**What you should do**
Please find every line in the records below that contains the word "ApiResponse", and copy it.

** Listed records follows **

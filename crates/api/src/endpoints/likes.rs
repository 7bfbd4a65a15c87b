//! Likes endpoints.

use axum::{
    Json, Router,
    extract::{Path, State},
    http::StatusCode,
    routing::{delete, get, post},
};
use posts_common::AppResult;
use posts_db::entities::{Polarity, like};
use serde::{Deserialize, Serialize};
use validator::Validate;

use crate::{
    extractors::Ctx,
    middleware::AppState,
    response::{ApiResponse, no_content},
};

/// Like or dislike request.
#[derive(Debug, Deserialize, Validate)]
#[serde(rename_all = "camelCase")]
pub struct CreateLikeRequest {
    #[validate(range(min = 1))]
    pub user_id: i64,
    #[validate(range(min = 1))]
    pub post_id: i64,
    pub polarity: Polarity,
}

/// Like response.
#[derive(Debug, Serialize)]
#[serde(rename_all = "camelCase")]
pub struct LikeResponse {
    pub id: i64,
    pub user_id: i64,
    pub post_id: i64,
    pub polarity: Polarity,
    pub created_at: String,
    pub updated_at: String,
}

impl From<like::Model> for LikeResponse {
    fn from(l: like::Model) -> Self {
        Self {
            id: l.id,
            user_id: l.user_id,
            post_id: l.post_id,
            polarity: l.polarity,
            created_at: l.created_at.to_rfc3339(),
            updated_at: l.updated_at.to_rfc3339(),
        }
    }
}

/// Create or change the caller's like on a post.
async fn create(
    State(state): State<AppState>,
    Ctx(ctx): Ctx,
    Json(req): Json<CreateLikeRequest>,
) -> AppResult<ApiResponse<LikeResponse>> {
    req.validate()?;
    let like = state
        .like_service
        .create_or_update(&ctx, req.user_id, req.post_id, req.polarity)
        .await?;
    Ok(ApiResponse::created(like.into()))
}

/// Remove a user's like from a post.
async fn remove(
    State(state): State<AppState>,
    Ctx(ctx): Ctx,
    Path((user_id, post_id)): Path<(i64, i64)>,
) -> AppResult<StatusCode> {
    state.like_service.delete(&ctx, user_id, post_id).await?;
    Ok(no_content())
}

/// Likes on a post.
async fn by_post(
    State(state): State<AppState>,
    Ctx(ctx): Ctx,
    Path(post_id): Path<i64>,
) -> AppResult<ApiResponse<Vec<LikeResponse>>> {
    let likes = state.like_service.list_by_post(&ctx, post_id).await?;
    Ok(ApiResponse::ok(likes.into_iter().map(Into::into).collect()))
}

/// Like routes.
pub fn router() -> Router<AppState> {
    Router::new()
        .route("/", post(create))
        .route("/users/{user_id}/posts/{post_id}", delete(remove))
        .route("/posts/{post_id}", get(by_post))
}
//! Health check.

use axum::Json;
use serde_json::{Value, json};

/// Report that the server is up.
pub async fn health() -> Json<Value> {
    Json(json!({ "status": "ok" }))
}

** End of Listed records **

**Your solution**
    response::{ApiResponse, no_content},
) -> AppResult<ApiResponse<LikeResponse>> {
    Ok(ApiResponse::created(like.into()))
) -> AppResult<ApiResponse<Vec<LikeResponse>>> {
    Ok(ApiResponse::ok(likes.into_iter().map(Into::into).collect()))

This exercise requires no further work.